According to documents obtained by the New York Times, Russian agents were able to influence 126 million users on Facebook with their targeted campaign messages. In addition, they also published more than 131,000 tweets and posted more than 1,000 videos to YouTube. The documents were sent to Congress on Monday by Facebook, Google, and Twitter as evidence for the upcoming Congressional hearings that will take place later this week.

These numbers are far greater than what was previously believed and it appears that the shadowy Kremlin-backed Internet Research Agency was behind a large amount of this content. They posted an estimated 80,000 pieces of inflammatory content that was directed at 29 million people. Some of these posts were then shared to others increasing the reach to tens of millions more.

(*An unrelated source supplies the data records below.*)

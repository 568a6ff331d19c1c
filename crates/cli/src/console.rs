use crate::render::{breakdown_lines, card_label, grid_lines};
use cosmic_golf_core::{
    Caddie, Card, Cell, DrawSource, GridError, HoleResult, Interaction, RunError, ScoreBreakdown,
    ShopView, TableView, CELL_COUNT,
};
use crossterm::cursor::MoveTo;
use crossterm::execute;
use crossterm::terminal::{Clear, ClearType};
use std::io::{BufRead, Write};

/// Line-oriented player over any reader/writer pair. Once input is closed every choice
/// falls back to the first legal option so the run still finishes.
pub struct ConsoleInteraction<R, W> {
    input: R,
    out: W,
    clear: bool,
    closed: bool,
}

impl<R: BufRead, W: Write> ConsoleInteraction<R, W> {
    pub fn new(input: R, out: W, clear: bool) -> Self {
        Self {
            input,
            out,
            clear,
            closed: false,
        }
    }

    #[cfg(test)]
    pub fn into_output(self) -> W {
        self.out
    }

    pub fn say(&mut self, line: impl AsRef<str>) {
        let _ = writeln!(self.out, "{}", line.as_ref());
    }

    pub fn read_line(&mut self, prompt: &str) -> Option<String> {
        if self.closed {
            return None;
        }
        let _ = write!(self.out, "{prompt}");
        let _ = self.out.flush();
        let mut line = String::new();
        match self.input.read_line(&mut line) {
            Ok(0) | Err(_) => {
                self.closed = true;
                self.say("");
                log::warn!("input closed, finishing with default choices");
                None
            }
            Ok(_) => Some(line.trim().to_string()),
        }
    }

    /// Reads a number in `min..=max`, re-prompting on anything else.
    fn read_number(&mut self, prompt: &str, min: usize, max: usize) -> Option<usize> {
        loop {
            let line = self.read_line(prompt)?;
            match line.parse::<usize>() {
                Ok(value) if (min..=max).contains(&value) => return Some(value),
                Ok(_) => self.say(format!(
                    "Invalid input. Please enter a number from {min} to {max}."
                )),
                Err(_) => self.say("Invalid input. Please enter a number."),
            }
        }
    }

    fn clear_screen(&mut self) {
        if self.clear {
            let _ = execute!(self.out, Clear(ClearType::All), MoveTo(0, 0));
        }
    }

    fn show_table(&mut self, view: &TableView<'_>) {
        self.say(format!(
            "--- Hole {} | Target: {} | Cash: ${} ---",
            view.hole.hole, view.hole.target, view.money
        ));
        self.show_grid(view);
    }

    fn show_grid(&mut self, view: &TableView<'_>) {
        self.say("");
        for line in grid_lines(view.grid) {
            self.say(line);
        }
    }

    fn read_cell(&mut self, prompt: &str) -> Option<Cell> {
        self.read_number(prompt, 1, CELL_COUNT)
            .and_then(Cell::from_position)
    }
}

fn first_hidden(view: &TableView<'_>) -> Cell {
    view.hidden_cells()
        .first()
        .copied()
        .unwrap_or(Cell::new(0, 0))
}

impl<R: BufRead, W: Write> Interaction for ConsoleInteraction<R, W> {
    fn choose_reveal_target(&mut self, view: &TableView<'_>) -> Cell {
        self.show_grid(view);
        let prompt = format!(
            "Choose a card to reveal ({} left): ",
            view.reveals_left
        );
        self.read_cell(&prompt)
            .unwrap_or_else(|| first_hidden(view))
    }

    fn choose_turn_action(&mut self, view: &TableView<'_>) -> DrawSource {
        self.clear_screen();
        self.show_table(view);
        self.say(format!(
            "Top of Discard Pile: {}",
            card_label(view.discard_top)
        ));
        if !view.can_draw(DrawSource::Stock) {
            self.say("The stock is empty.");
        }
        let choice = self.read_number(
            "Choose action: [1] Draw from Stock [2] Draw from Discard -> ",
            1,
            2,
        );
        match choice {
            Some(1) => DrawSource::Stock,
            Some(_) => DrawSource::Discard,
            None if view.can_draw(DrawSource::Stock) => DrawSource::Stock,
            None => DrawSource::Discard,
        }
    }

    fn choose_swap_or_keep(&mut self, _view: &TableView<'_>, _drawn: Card) -> bool {
        loop {
            let Some(answer) = self.read_line("Do you want to swap this card? (y/n) -> ") else {
                return false;
            };
            match answer.to_ascii_lowercase().as_str() {
                "y" | "yes" => return true,
                "n" | "no" => return false,
                _ => self.say("Please answer y or n."),
            }
        }
    }

    fn choose_swap_target(&mut self, view: &TableView<'_>, _drawn: Card) -> Cell {
        self.read_cell("Choose card position to replace (1-9): ")
            .unwrap_or_else(|| first_hidden(view))
    }

    fn choose_shop_purchase(&mut self, shop: &ShopView<'_>) -> Option<usize> {
        self.say("--- PRO SHOP ---");
        self.say(format!("Your Cash: ${}", shop.money));
        if let Some(next) = shop.next_hole {
            self.say(format!("Next up: Hole {} (target {})", next.hole, next.target));
        }
        if !shop.owned.is_empty() {
            let names: Vec<&str> = shop.owned.iter().map(|caddie| caddie.name.as_str()).collect();
            self.say(format!("Your Caddies: {}", names.join(", ")));
        }
        self.say("");
        self.say("Caddies for Sale:");
        for (index, caddie) in shop.offers.iter().enumerate() {
            self.say(format!(
                "[{}] {} (${}): {}",
                index + 1,
                caddie.name,
                caddie.cost,
                caddie.description
            ));
        }
        self.say("[0] Exit Shop");
        let choice = self.read_number("Choose an item to buy: ", 0, shop.offers.len())?;
        choice.checked_sub(1)
    }

    fn on_hole_started(&mut self, view: &TableView<'_>) {
        self.clear_screen();
        self.say(format!("--- Hole {} ---", view.hole.hole));
        self.say(format!("TARGET SCORE: {} or less", view.hole.target));
        if view.hole.boss {
            self.say("!!! BOSS HOLE !!!");
        }
        if !view.caddies.is_empty() {
            let names: Vec<&str> = view
                .caddies
                .iter()
                .map(|caddie| caddie.name.as_str())
                .collect();
            self.say(format!("Caddies: {}", names.join(", ")));
        }
    }

    fn on_grid_changed(&mut self, view: &TableView<'_>) {
        if view.grid.all_revealed() {
            self.show_grid(view);
        }
    }

    fn on_card_drawn(&mut self, source: DrawSource, card: Card) {
        match source {
            DrawSource::Stock => self.say(format!("You drew: {card}")),
            DrawSource::Discard => {
                self.say(format!("You took the {card} from the discard pile."))
            }
        }
    }

    fn on_score_computed(&mut self, breakdown: &ScoreBreakdown) {
        self.say("All cards revealed! Calculating score...");
        for line in breakdown_lines(breakdown) {
            self.say(line);
        }
        self.say("");
        self.say(format!("FINAL SCORE: {}", breakdown.total));
    }

    fn on_hole_result(&mut self, result: &HoleResult) {
        match result.earnings {
            Some(earned) => {
                self.say(format!("SUCCESS! You beat the target of {}.", result.target));
                self.say(format!("You earned ${earned}!"));
            }
            None => self.say(format!(
                "RUN OVER. Your score of {} was higher than the target of {}.",
                result.score, result.target
            )),
        }
    }

    fn on_purchase(&mut self, caddie: &Caddie, money: i64) {
        self.say("");
        self.say(format!(
            "Successfully purchased {}! Cash left: ${money}",
            caddie.name
        ));
    }

    fn on_shop_empty(&mut self, _shop: &ShopView<'_>) {
        self.say("No new caddies to buy!");
        let _ = self.read_line("Press Enter to continue to the next hole...");
    }

    fn on_rejected(&mut self, error: &RunError) {
        let message = match error {
            RunError::Grid(GridError::AlreadyRevealed(_)) => {
                "That card is already revealed. Choose another.".to_string()
            }
            RunError::Grid(GridError::OutOfBounds(_)) => "Invalid position.".to_string(),
            RunError::NotEnoughMoney { .. } => "Not enough cash!".to_string(),
            RunError::InvalidOfferIndex(_) => "Invalid choice.".to_string(),
            other => other.to_string(),
        };
        self.say(message);
    }
}
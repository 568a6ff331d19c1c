//! Data loading and validation for game content.

pub mod load;
pub mod schema;

pub use load::*;
pub use schema::*;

Although these are still very large numbers, Facebook claims that it only represents about 0.004% of the content on its website during the time frame. From 2015 to 2017, there were 11 trillion posts from Facebook pages.

In addition to the Internet Research Agency, Twitter also identified about 36,000 additional accounts that posted 1.4 million tweets during the three mounts before the election. These tweets were viewed by 288 million people which accounts for about 0.75% of all election related tweets according to Twitter's logs.

The Russian agents had much less success on YouTube. Despite posting more than 1000 videos, they only achieved a total of about 309,000 views from 2015-2016.

As the Congressional hearings loom, the three internet giants are in a difficult position with no easy answer. A majority of the content didn't violate any policies and could likely have remained on the platforms. Statements like "hundreds of millions of people were tricked into voting for Trump" are simply not true either.